That’s the total amount of income all ETH miners share, every single day.

Now let’s do the same for ETC. It’s the second biggest coin, and if it puts out a comparable total income as ETH, there will still be plenty to go around post-merge. Cue drumroll…

$24.14 x 3.1 x 6000 = $449,004.

Ugh. Not even close. We’re not even in the same galaxy as ETH. We’re two whole orders of magnitude off here. But… there are lots of other coins, so if the total aggregate income between them adds up to a nice healthy number, things will be fine! Let’s survey the landscape of GPU mineable altcoins:

Things are NOT fine. Every other altcoin combined doesn’t even add up to the income of ETC, which was itself a tiny sliver of the income of ETH. Yes, I did the math correctly. This is all publicly available data. Check it yourself. Even if I was off by 50%, it’s still game over. It’s like the Titanic is sinking, and there’s only one rickety old lifeboat to share. There is no universe where almost everyone doesn’t drown.

This is why I hate mining calculators with the burning passion of a thousand suns. If they’re your primary way to predict the future, things don’t seem so bad. But mining calculators are not showing you the relative hashpower and income of the various coins when they show you all these alternatives to ETH. They lull you into a false sense of security. Without ETH, GPU miners are screwed. The total amount of income available to ALL GPU miners is going to drop by 97%.

History is not a useful guide for what comes next, because nothing like this has ever happened before.

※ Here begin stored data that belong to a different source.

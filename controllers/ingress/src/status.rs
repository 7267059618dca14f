//! Gateway API status updates
//!
//! The reconciler hands a snapshot of the desired Gateway and TCPRoute
//! statuses to a separate task after each sync. The task patches only what
//! changed since the previous snapshot, so the sync loop never waits on the
//! API server.

use crate::error::ControllerError;
use chrono::{SecondsFormat, Utc};
use crds::{Condition, Gateway, GatewayStatus, TCPRoute, TCPRouteStatus};
use kube::api::{Patch, PatchParams};
use kube::{Api, Client};
use std::collections::HashMap;
use std::sync::Arc;
use tokio::sync::mpsc;
use tokio_util::sync::CancellationToken;
use tracing::{debug, info, warn};

/// Snapshots waiting for the status task. Older snapshots are dropped when
/// the task falls behind.
pub const STATUS_CHANNEL_CAPACITY: usize = 4;

/// Status of one Gateway.
#[derive(Debug, Clone, PartialEq, Eq)]
pub struct GatewayStatusUpdate {
    pub namespace: String,
    pub name: String,
    pub status: GatewayStatus,
}

/// Status of one TCPRoute.
#[derive(Debug, Clone, PartialEq, Eq)]
pub struct RouteStatusUpdate {
    pub namespace: String,
    pub name: String,
    pub status: TCPRouteStatus,
}

/// Desired statuses after one sync. Condition timestamps are left empty and
/// filled in when patched.
#[derive(Debug, Clone, Default, PartialEq, Eq)]
pub struct StatusSnapshot {
    pub gateways: Vec<GatewayStatusUpdate>,
    pub routes: Vec<RouteStatusUpdate>,
}

impl StatusSnapshot {
    pub fn is_empty(&self) -> bool {
        self.gateways.is_empty() && self.routes.is_empty()
    }
}

/// Condition without a transition time.
pub fn condition(kind: &str, ok: bool, reason: &str, message: impl Into<String>, generation: Option<i64>) -> Condition {
    Condition {
        r#type: kind.to_string(),
        status: if ok { "True" } else { "False" }.to_string(),
        reason: reason.to_string(),
        message: message.into(),
        last_transition_time: String::new(),
        observed_generation: generation,
    }
}

/// Writes status subresources.
#[async_trait::async_trait]
pub trait StatusWriter: Send + Sync {
    async fn patch_gateway(&self, namespace: &str, name: &str, status: &GatewayStatus) -> Result<(), ControllerError>;
    async fn patch_tcp_route(&self, namespace: &str, name: &str, status: &TCPRouteStatus) -> Result<(), ControllerError>;
}

/// Merge patches against the API server.
#[derive(Clone)]
pub struct KubeStatusWriter {
    client: Client,
}

impl KubeStatusWriter {
    /// Writer patching the status subresources through `client`.
    pub fn new(client: Client) -> Self {
        Self { client }
    }
}

#[async_trait::async_trait]
impl StatusWriter for KubeStatusWriter {
    async fn patch_gateway(&self, namespace: &str, name: &str, status: &GatewayStatus) -> Result<(), ControllerError> {
        let api: Api<Gateway> = Api::namespaced(self.client.clone(), namespace);
        let patch = serde_json::json!({ "status": status });
        api.patch_status(name, &PatchParams::default(), &Patch::Merge(&patch))
            .await?;
        Ok(())
    }

    async fn patch_tcp_route(&self, namespace: &str, name: &str, status: &TCPRouteStatus) -> Result<(), ControllerError> {
        let api: Api<TCPRoute> = Api::namespaced(self.client.clone(), namespace);
        let patch = serde_json::json!({ "status": status });
        api.patch_status(name, &PatchParams::default(), &Patch::Merge(&patch))
            .await?;
        Ok(())
    }
}

fn stamp(conditions: &mut [Condition], now: &str) {
    for condition in conditions.iter_mut().filter(|c| c.last_transition_time.is_empty()) {
        condition.last_transition_time = now.to_string();
    }
}

type Key = (String, String);

/// Applies snapshots, remembering what was last written per object.
pub struct StatusManager {
    writer: Arc<dyn StatusWriter>,
    gateways: HashMap<Key, GatewayStatus>,
    routes: HashMap<Key, TCPRouteStatus>,
}

impl StatusManager {
    /// Manager publishing through `writer`.
    pub fn new(writer: Arc<dyn StatusWriter>) -> Self {
        Self {
            writer,
            gateways: HashMap::new(),
            routes: HashMap::new(),
        }
    }

    /// Patches the objects whose status differs from the last write.
    /// Returns the number of patches sent.
    pub async fn apply(&mut self, snapshot: StatusSnapshot) -> usize {
        let now = Utc::now().to_rfc3339_opts(SecondsFormat::Secs, true);
        let mut patched = 0;

        for update in snapshot.gateways {
            let key = (update.namespace.clone(), update.name.clone());
            if self.gateways.get(&key) == Some(&update.status) {
                continue;
            }
            let mut status = update.status.clone();
            stamp(&mut status.conditions, &now);
            for listener in &mut status.listeners {
                stamp(&mut listener.conditions, &now);
            }
            match self.writer.patch_gateway(&update.namespace, &update.name, &status).await {
                Ok(()) => {
                    debug!(gateway = %format!("{}/{}", key.0, key.1), "gateway status updated");
                    self.gateways.insert(key, update.status);
                    patched += 1;
                }
                Err(e) => warn!(gateway = %format!("{}/{}", key.0, key.1), "failed to update status: {}", e),
            }
        }

        for update in snapshot.routes {
            let key = (update.namespace.clone(), update.name.clone());
            if self.routes.get(&key) == Some(&update.status) {
                continue;
            }
            let mut status = update.status.clone();
            for parent in &mut status.parents {
                stamp(&mut parent.conditions, &now);
            }
            match self.writer.patch_tcp_route(&update.namespace, &update.name, &status).await {
                Ok(()) => {
                    debug!(route = %format!("{}/{}", key.0, key.1), "tcproute status updated");
                    self.routes.insert(key, update.status);
                    patched += 1;
                }
                Err(e) => warn!(route = %format!("{}/{}", key.0, key.1), "failed to update status: {}", e),
            }
        }
        patched
    }

    /// Consumes snapshots until cancelled.
    pub async fn run(mut self, mut rx: mpsc::Receiver<StatusSnapshot>, cancel: CancellationToken) {
        info!("status manager started");
        loop {
            tokio::select! {
                () = cancel.cancelled() => break,
                snapshot = rx.recv() => match snapshot {
                    Some(snapshot) => {
                        self.apply(snapshot).await;
                    }
                    None => break,
                },
            }
        }
        info!("status manager stopped");
    }
}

In the past, when GPU miners lost LTC, ZEC or XMR to ASICs, they were just one small part of a very big pie. This situation is completely different. This is like the whole pie vanishing overnight, and miners will have to fight for the leftover crumbs. It is essential to understand this – this is an unprecedented and catastrophic reduction in income for GPU miners.

To put this into perspective, let’s walk through a few potential scenarios of how this actually plays out. We still must make some assumptions and approximations first. Rough calculations based on total hashpower suggest roughly 10-15 million GPUs are mining. Using the 10 million number, that puts the average income per GPU at $2.36/day – this suggests the average GPU is a RTX 3080, so this is being VERY conservative. Certainly, some amount of that hashpower is ETH ASICs, but given that they can mine ETC as well, and all the other coins add up to practically nothing – we can ignore that factor. Unfortunately, in this case, ASICs get to share the lifeboat.

A warning – the numbers are going to be so shocking you will probably think to yourself that they must be wrong in some way. They are not.


#1 – The Base Case

In this oversimplified base-case scenario, nothing changes between now and the merge. All crypto prices, total hashpower and block rewards stay the same. On merge day, all GPUs divert to other coins. 10 million GPUs are now left to split approximately $775,000. Average income per GPU? $0.0775.

You read that correctly. Income has dropped from $2.36 per day to 7 cents per day. And that “average” GPU is burning at least 25c in electricity per day at an average 10c/kwh. In other words, you need 3c/kwh electricity just to break even. And even if you have free electricity, your total takeaway per day is 7 measly cents.

But of course, it’s more complicated than that. Most miners know the merge is coming and many will turn off before then. And crypto prices fluctuate wildly every day. So, let’s play with the numbers and look at some other scenarios.


#2 – The Plausible Best-Case Scenario

Let’s assume that prior to the merge, half the GPUs shut off, and suddenly, the price of all crypto doubles. Pre-merge, the average GPU is making $9.44/day. Awesome! Enjoy that while it lasts, because post-merge, 5 million GPUs are splitting $1.549 million/day. The “average” GPU is now making 31 cents per day. After electricity, the average GPU is still effectively losing money. And that’s the plausible best-case scenario? WTF even has to happen to get us back to the status quo?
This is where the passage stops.